|
Vaccination and resistance breeding constitute two out of the classical four control strategies for control of infectious diseases in animal production. In European freshwater aquaculture however, their inherent potential is still under-exploited, leaving chemotherapy and zoo-sanitary measures as the dominant and often insufficient means of disease control. There is a strong need for development of new and effective vaccines for salmonid infections like rainbow trout fry syndrome (RTFS) and streptococcosis/lactococcosis, and for the sophistication of industrial vaccination programmes. For salmonid diseases like yersiniosis and furunculosis, there is a need for demonstration projects to overcome costly licensing hurdles currently limiting the availability of these products in many national and regional market segments. Innovative immunisation technologies that provide excellent protection against rhabdovirus infections (VHS and IHN) have recently been developed but support to guide these methods through the regulatory progress is needed.

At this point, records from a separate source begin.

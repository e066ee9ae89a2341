//! Population analysis tables and Born effective charge tensors from .castep
//! output

use std::io::BufRead;

use log::{debug, info};
use xtal::Mat3;

use crate::{AtomSetCollection, ParseError, lines::LineReader};

/// resolve the atom a table row refers to. a leading integer is a 1-based
/// index into the current set, otherwise the first two fields form an atom
/// name like `Si1`
fn atom_index<R: BufRead>(
    lines: &LineReader<R>,
    asc: &AtomSetCollection,
) -> Result<usize, ParseError> {
    let first = lines.field(0)?;
    let (index, key) = match lines.parse_int(first) {
        Ok(i) => (i.checked_sub(1), first.to_owned()),
        Err(_) => {
            let name = format!("{first}{}", lines.field(1)?);
            (asc.atom_index(&name), name)
        }
    };
    let count = asc.current().map_or(0, |s| s.atoms.len());
    index
        .filter(|&i| i < count)
        .ok_or(ParseError::AtomIndex {
            line: lines.line_number(),
            index: key,
        })
}

/// Read a Mulliken or Hirshfeld population table if its heading mentions
/// `charge_type`. The heading is followed by a rule, the column headings,
/// and another rule; rows run until a line containing `=`. The charge is the
/// last column, or the second to last when there is a `Spin` column, in which
/// case the spins are stored as the "spin" property of the current set.
pub fn read_charges<R: BufRead>(
    lines: &mut LineReader<R>,
    asc: &mut AtomSetCollection,
    charge_type: &str,
) -> Result<(), ParseError> {
    if !lines.line().to_uppercase().contains(charge_type) {
        debug!("skipping {}", lines.line().trim());
        return Ok(());
    }
    info!("reading charges: {}", lines.line().trim());
    lines.skip(2)?;
    let have_spin = lines.contains("Spin");
    lines.skip(1)?;
    let count = asc.current().map_or(0, |s| s.atoms.len());
    let mut spins = have_spin.then(|| vec![0.0; count]);
    while lines.next_line()? && !lines.contains("=") {
        let index = atom_index(lines, asc)?;
        let last = lines.tokens().len().saturating_sub(1);
        let col = if have_spin { last.saturating_sub(1) } else { last };
        let charge = lines.float_field(col)?;
        if let Some(spins) = &mut spins {
            spins[index] = lines.float_field(last)?;
        }
        asc.current_mut().atoms[index].partial_charge = Some(charge);
    }
    if let Some(spins) = spins {
        asc.set_atom_property("spin", spins);
    }
    Ok(())
}

/// Read Born effective charge tensors: after a `----` rule, each atom takes
/// three lines, `Sym n t11 t12 t13` and two continuation rows. Returns whether
/// any tensor was read.
pub fn read_born_charges<R: BufRead>(
    lines: &mut LineReader<R>,
    asc: &mut AtomSetCollection,
) -> Result<bool, ParseError> {
    if !lines.next_line()? || !lines.contains("--------") {
        return Ok(false);
    }
    asc.append_note("Ellipsoids: Born Charge Tensors");
    let mut any = false;
    while lines.next_line()? && !lines.contains("=") {
        let index = atom_index(lines, asc)?;
        let mut values = Vec::with_capacity(9);
        for token in lines.tokens().iter().skip(2) {
            values.push(lines.parse_float(token)?);
        }
        for _ in 0..2 {
            lines.next_line()?;
            for token in lines.tokens() {
                values.push(lines.parse_float(token)?);
            }
        }
        if values.len() < 9 {
            return Err(ParseError::MissingField {
                line: lines.line_number(),
                index: values.len(),
            });
        }
        debug!("born charge tensor for atom {index}: {values:?}");
        asc.current_mut().atoms[index].tensor =
            Some(Mat3::from_row_slice(&values[..9]));
        any = true;
    }
    Ok(any)
}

In the field of disease resistance breeding against VHS, results are promising but studies covering further important diseases, and demonstration projects showing the industrial feasibility of selection for disease resistance are needed. The implementation of several disease control strategies in parallel, and improving producer implementation of vaccination and resistance breeding strategies is being advocated.
Dr. Paul J. Midtlyng is educated a veterinarian and has worked with fish diseases since 1983, focussing mainly on a disease prevention and control. He did his Ph.D on experimental and field vaccination trials in salmon. Paul J. Midtlyng is head of research and development at VESO, and has recently organised a large international symposium of Fish Vaccinology (Bergen, April 9-11, 2003).